QUE AULA DE PORTUGUÊS, MENINA! AMEEEEEI! 🙂
LINDAS IMAGENS TAMBÉM.
DÊ UMA PASSADINHA EM "GAM DOLLS (2)". ESTOU POSTANDO DESDE ONTEM, MINHAS NOVAS RESTAURAÇÕES. AMANHÃ, SERÁ A ÚLTIMA, DE UMA SAGA DE 3. NÃO PERCA!
AH… EU CURTI TUA PÁGINA NO FACEBOOK. CURTA A MINHA TAMBÉM. PROCURE LÁ POR "GAM NA COZINHA". SERÁ UMA ALEGRIA TÊ-LA EM MEU CANTINHO, OK?
TENHA UMA LINDA QUARTA.
ABRAÇÃO "PROCÊ"! 🙂
Que bom que gostou, Gam! Breve apareço por lá…. abraço!
Gostei imenso de ler a tua excelente dissertação. Quem sabe, sabe!…:-)

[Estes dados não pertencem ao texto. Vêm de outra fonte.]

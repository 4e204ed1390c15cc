//! Broker-agnostic transport contract for the message bus.
//!
//! This crate defines the seam every broker implementation plugs into
//! ([`Broker`], [`Bus`], [`SendEndpoint`], [`ReceiveEndpointConfigurator`])
//! and the [`TransportAdapter`] that drives one bus through its lifecycle:
//!
//! ```text
//! Created ──start()──► Starting ──► Running ──stop()──► Stopping ──► Stopped
//!                          │
//!                          └──(failure)──► Faulted ──stop()──► Stopped
//! ```
//!
//! Specific brokers are provided in separate crates.
#![warn(missing_docs)]
#![warn(clippy::all)]
#![warn(clippy::pedantic)]
#![warn(clippy::nursery)]

mod adapter;
mod broker;
mod error;
mod message;
mod settings;

pub use adapter::{AdapterState, SendEndpointOf, TransportAdapter};
pub use broker::{
    BoxError, Broker, BrokerError, Bus, BusConfigurator, HandlerError, MessageHandler,
    ReceiveEndpointConfigurator, SendEndpoint,
};
pub use error::{Error, ErrorKind};
pub use message::{ConsumeContext, EndpointAddress, Message};
pub use settings::{
    Credentials, DEFAULT_ENDPOINT_BASE_NAME, DEFAULT_PREFETCH_COUNT, EXPRESS_SUFFIX,
    EndpointSettings, HostSettings, TransportSettings, endpoint_name,
};
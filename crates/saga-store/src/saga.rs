use serde::Serialize;
use serde::de::DeserializeOwned;
use uuid::Uuid;

/// Persisted state of a correlated, long-running workflow.
///
/// The correlation field is declared as trait metadata instead of being
/// discovered at runtime:
///
/// ```
/// use serde::{Deserialize, Serialize};
/// use transit_saga_store::Saga;
/// use uuid::Uuid;
///
/// #[derive(Serialize, Deserialize)]
/// #[serde(rename_all = "camelCase")]
/// struct OrderState {
///     correlation_id: Uuid,
///     current_state: String,
/// }
///
/// impl Saga for OrderState {
///     const CORRELATION_FIELD: &'static str = "correlationId";
///
///     fn correlation_id(&self) -> Uuid {
///         self.correlation_id
///     }
/// }
/// ```
pub trait Saga: Serialize + DeserializeOwned + Send + Sync + 'static {
    /// Serialized name of the field carrying the correlation key.
    const CORRELATION_FIELD: &'static str;

    /// The correlation key of this instance.
    fn correlation_id(&self) -> Uuid;
}
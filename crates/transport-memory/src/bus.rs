use std::sync::Arc;

use async_trait::async_trait;
use tokio::sync::{Mutex, Semaphore};
use tokio_util::sync::CancellationToken;
use tokio_util::task::TaskTracker;
use tracing::{debug, info, instrument, warn};
use transit_transport::{
    Bus, BusConfigurator, ConsumeContext, Credentials, DEFAULT_PREFETCH_COUNT, EndpointAddress,
    HostSettings, Message, MessageHandler, ReceiveEndpointConfigurator, SendEndpoint,
};
use url::Url;

use crate::broker::{
    AppliedEndpointSettings, BrokerState, Queue, error_queue_name, skipped_queue_name,
};
use crate::error::Error;

/// URL scheme served by the in-memory broker.
pub const MEMORY_SCHEME: &str = "memory";

/// Collects host and receive endpoint declarations for a [`MemoryBus`].
#[derive(Default)]
pub struct MemoryBusConfigurator {
    host: Option<Url>,
    credentials: Option<Credentials>,
    endpoints: Vec<EndpointDefinition>,
    error: Option<Error>,
}

impl MemoryBusConfigurator {
    fn fail(&mut self, error: Error) {
        if self.error.is_none() {
            self.error = Some(error);
        }
    }

    pub(crate) fn build(self, state: Arc<BrokerState>) -> Result<MemoryBus, Error> {
        if let Some(error) = self.error {
            return Err(error);
        }
        let host = self.host.ok_or(Error::MissingHost)?;

        debug!(%host, endpoints = self.endpoints.len(), "built memory bus");

        Ok(MemoryBus {
            state,
            host,
            credentials: self.credentials,
            endpoints: self.endpoints,
            running: Mutex::new(None),
        })
    }
}

impl BusConfigurator for MemoryBusConfigurator {
    fn host(&mut self, settings: &HostSettings) {
        match Url::parse(settings.address.trim()) {
            Ok(url) if url.scheme() == MEMORY_SCHEME => {
                self.host = Some(url);
                self.credentials.clone_from(&settings.credentials);
            }
            _ => self.fail(Error::InvalidAddress(settings.address.clone())),
        }
    }

    fn receive_endpoint(
        &mut self,
        queue_name: &str,
        configure: &mut dyn FnMut(&mut dyn ReceiveEndpointConfigurator),
    ) {
        let Some(host) = self.host.clone() else {
            self.fail(Error::MissingHost);
            return;
        };

        let mut endpoint = MemoryEndpointConfigurator::new(host, queue_name);
        configure(&mut endpoint);
        self.endpoints.push(endpoint.into_definition());
    }
}

/// Configures one receive endpoint of a [`MemoryBus`].
pub struct MemoryEndpointConfigurator {
    host: Url,
    queue_name: String,
    settings: AppliedEndpointSettings,
    handlers: Vec<Arc<dyn MessageHandler>>,
}

impl MemoryEndpointConfigurator {
    fn new(host: Url, queue_name: &str) -> Self {
        Self {
            host,
            queue_name: queue_name.to_string(),
            settings: AppliedEndpointSettings {
                durable: true,
                prefetch_count: DEFAULT_PREFETCH_COUNT,
                concurrency_limit: None,
            },
            handlers: Vec::new(),
        }
    }

    fn into_definition(self) -> EndpointDefinition {
        EndpointDefinition {
            input_address: self.input_address(),
            queue_name: self.queue_name,
            settings: self.settings,
            handlers: self.handlers,
        }
    }
}

impl ReceiveEndpointConfigurator for MemoryEndpointConfigurator {
    fn queue_name(&self) -> &str {
        &self.queue_name
    }

    fn set_durable(&mut self, durable: bool) {
        self.settings.durable = durable;
    }

    fn set_prefetch_count(&mut self, prefetch_count: u16) {
        self.settings.prefetch_count = prefetch_count;
    }

    fn set_concurrent_message_limit(&mut self, limit: usize) {
        self.settings.concurrency_limit = Some(limit);
    }

    fn add_handler(&mut self, handler: Arc<dyn MessageHandler>) {
        self.handlers.push(handler);
    }

    fn input_address(&self) -> EndpointAddress {
        EndpointAddress::new(&self.host, &self.queue_name, self.settings.durable)
    }
}

struct EndpointDefinition {
    input_address: EndpointAddress,
    queue_name: String,
    settings: AppliedEndpointSettings,
    handlers: Vec<Arc<dyn MessageHandler>>,
}

struct RunningBus {
    token: CancellationToken,
    tracker: TaskTracker,
}

/// A bus connected to a [`MemoryBroker`](crate::MemoryBroker).
pub struct MemoryBus {
    state: Arc<BrokerState>,
    host: Url,
    credentials: Option<Credentials>,
    endpoints: Vec<EndpointDefinition>,
    running: Mutex<Option<RunningBus>>,
}

impl MemoryBus {
    /// Input addresses of the bus's receive endpoints.
    pub fn input_addresses(&self) -> impl Iterator<Item = &EndpointAddress> {
        self.endpoints.iter().map(|endpoint| &endpoint.input_address)
    }

    fn authenticate(&self) -> Result<(), Error> {
        match (&self.state.credentials, &self.credentials) {
            (None, _) => Ok(()),
            (Some(required), Some(presented)) if required == presented => Ok(()),
            (Some(_), presented) => Err(Error::Authentication {
                username: presented.as_ref().map(|c| c.username.clone()),
            }),
        }
    }
}

#[async_trait]
impl Bus for MemoryBus {
    type Error = Error;
    type SendEndpoint = MemorySendEndpoint;

    #[instrument(skip(self), fields(host = %self.host))]
    async fn start(&self) -> Result<(), Self::Error> {
        let mut running = self.running.lock().await;
        if running.is_some() {
            return Err(Error::AlreadyStarted);
        }

        self.authenticate()?;

        let token = CancellationToken::new();
        let tracker = TaskTracker::new();

        for endpoint in &self.endpoints {
            let queue = self
                .state
                .declare(&endpoint.queue_name, endpoint.settings.durable);
            self.state
                .endpoints
                .insert(endpoint.queue_name.clone(), endpoint.settings.clone());

            let concurrency = endpoint
                .settings
                .effective_concurrency()
                .min(Semaphore::MAX_PERMITS);
            debug!(queue = %endpoint.queue_name, concurrency, "starting receive endpoint");

            let consumer = Consumer {
                state: self.state.clone(),
                queue,
                input_address: endpoint.input_address.clone(),
                handlers: Arc::new(endpoint.handlers.clone()),
                permits: Arc::new(Semaphore::new(concurrency)),
                tracker: tracker.clone(),
            };
            tracker.spawn(consumer.run(token.clone()));
        }

        *running = Some(RunningBus { token, tracker });
        info!(endpoints = self.endpoints.len(), "memory bus started");

        Ok(())
    }

    #[instrument(skip(self), fields(host = %self.host))]
    async fn stop(&self) -> Result<(), Self::Error> {
        let Some(running) = self.running.lock().await.take() else {
            debug!("memory bus not running");
            return Ok(());
        };

        running.token.cancel();
        running.tracker.close();
        running.tracker.wait().await;

        for endpoint in self.endpoints.iter().filter(|e| !e.settings.durable) {
            self.state.delete(&endpoint.queue_name);
        }

        info!("memory bus stopped");

        Ok(())
    }

    async fn send_endpoint(
        &self,
        address: &EndpointAddress,
    ) -> Result<Self::SendEndpoint, Self::Error> {
        if address.as_url().scheme() != MEMORY_SCHEME || address.queue_name().is_empty() {
            return Err(Error::InvalidAddress(address.to_string()));
        }

        let running = self.running.lock().await;
        let Some(running) = running.as_ref() else {
            return Err(Error::NotRunning);
        };

        Ok(MemorySendEndpoint {
            address: address.clone(),
            state: self.state.clone(),
            token: running.token.clone(),
        })
    }
}

/// Sends messages to a queue of a [`MemoryBroker`](crate::MemoryBroker).
///
/// The queue is declared on first send. Sending fails once the bus that
/// resolved the endpoint has stopped.
#[derive(Clone, Debug)]
pub struct MemorySendEndpoint {
    address: EndpointAddress,
    state: Arc<BrokerState>,
    token: CancellationToken,
}

#[async_trait]
impl SendEndpoint for MemorySendEndpoint {
    type Error = Error;

    fn address(&self) -> &EndpointAddress {
        &self.address
    }

    async fn send(&self, message: Message) -> Result<(), Self::Error> {
        if self.token.is_cancelled() {
            return Err(Error::NotRunning);
        }

        let queue = self
            .state
            .declare(&self.address.queue_name(), self.address.is_durable());
        queue.push(message);

        Ok(())
    }
}

#[derive(Clone)]
struct Consumer {
    state: Arc<BrokerState>,
    queue: Arc<Queue>,
    input_address: EndpointAddress,
    handlers: Arc<Vec<Arc<dyn MessageHandler>>>,
    permits: Arc<Semaphore>,
    tracker: TaskTracker,
}

impl Consumer {
    async fn run(self, token: CancellationToken) {
        loop {
            let permit = tokio::select! {
                biased;
                () = token.cancelled() => break,
                permit = self.permits.clone().acquire_owned() => match permit {
                    Ok(permit) => permit,
                    Err(_) => break,
                },
            };

            let message = tokio::select! {
                biased;
                () = token.cancelled() => break,
                message = self.queue.receiver.recv_async() => match message {
                    Ok(message) => message,
                    Err(_) => break,
                },
            };

            let consumer = self.clone();
            self.tracker.spawn(async move {
                consumer.dispatch(message).await;
                drop(permit);
            });
        }

        debug!(queue = %self.queue.name, "consumer stopped");
    }

    async fn dispatch(&self, message: Message) {
        if self.handlers.is_empty() {
            debug!(queue = %self.queue.name, message_id = %message.message_id, "no handler bound; skipping message");
            self.state
                .declare(&skipped_queue_name(&self.queue.name), true)
                .push(message);
            return;
        }

        for handler in self.handlers.iter() {
            let context = ConsumeContext {
                input_address: self.input_address.clone(),
                message: message.clone(),
            };

            if let Err(e) = handler.handle(context).await {
                warn!(
                    queue = %self.queue.name,
                    message_id = %message.message_id,
                    error = %e,
                    "handler failed; moving message to error queue"
                );
                self.state
                    .declare(&error_queue_name(&self.queue.name), true)
                    .push(message);
                return;
            }
        }
    }
}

E as imagens são lindas, também.
xx
Obrigada, Laura. Saudade de você!
Oi, Ju,
Achei a sua análise completa e perfeita, parabéns! O tema do tempo e dos efeitos que ele causa nas vidas
humanas sempre me interessou. Mais do que isso, sempre refleti sobre os sofrimentos pelos quais todos
passamos. Religiosos e filósofos já afirmaram que viver é sofrer, e nós mesmos já testemunhamos grandes
sofrimentos, não é verdade? Há várias religiões que acreditam que as pessoas escolhem todas as circunstâncias
de suas vidas, antes de nascer, inclusive os sofrimentos pelos quais passarão. Acho isso interessante porque
as pessoas que passam por grandes sofrimentos, depois costumam dizer exatamente isso: "Se alguém de nós
avistasse o que seríamos com o tempo,/ todos nós choraríamos, de mútua pena e susto imenso", rsrs.
Um beijo
Não sabia sobre essas religiões que dizem que as pessoas escolhem os sofrimentos que terão… eu não escolheria nenhum! rs
Obrigada pelo sua leitura sempre atenta, Marly! Abraço!

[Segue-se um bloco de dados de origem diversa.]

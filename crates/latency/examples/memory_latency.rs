//! Measures round-trip latency through the in-memory broker.

use transit_latency::{LatencyBenchmark, LatencySettings};
use transit_transport::{EndpointSettings, HostSettings, TransportAdapter, TransportSettings};
use transit_transport_memory::MemoryBroker;

#[tokio::main]
async fn main() -> Result<(), Box<dyn std::error::Error>> {
    tracing_subscriber::fmt::init();

    let settings = TransportSettings::new(HostSettings::new("memory://localhost")).with_endpoint(
        EndpointSettings {
            durable: false,
            concurrency_limit: 8,
            ..EndpointSettings::default()
        },
    );
    let mut transport = TransportAdapter::new(MemoryBroker::new(), settings)?;

    let benchmark = LatencyBenchmark::new(LatencySettings {
        message_count: 10_000,
        concurrency: 8,
        ..LatencySettings::default()
    })?;

    let report = benchmark.run(&mut transport).await?;
    println!("{report}");

    Ok(())
}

Já havia lido o poema da Cecília no post anterior, mas reli-o com redobrado prazer, não só por ele – que é uma lindeza! – mas também pelos comentários que lhe faz; é incrível como você consegue como que quase radiografar com palavras o poema em seus mínimos (ou máximos) detalhes! Você é do ramo, eu sei, mas digo isto porque li recentemente um livro de crítica literária (o primeiro que leio) e fiquei meio emperrado com o linguajar acadêmico e citações eruditas, embora não tenha desgostado. Os seus comentários são sensíveis e inteligíveis a qualquer nível de preparo intelectual. Estou por encomendar o seu livro e já sei, de antemão, que vou adorar. Ainda em relação ao poema da Cecília, gostei tanto que gostaria de fazer algo com ele, talvez roubá-lo do seu e postá-lo no meu blog, com link para o Minas de mim. Posso? Abraços.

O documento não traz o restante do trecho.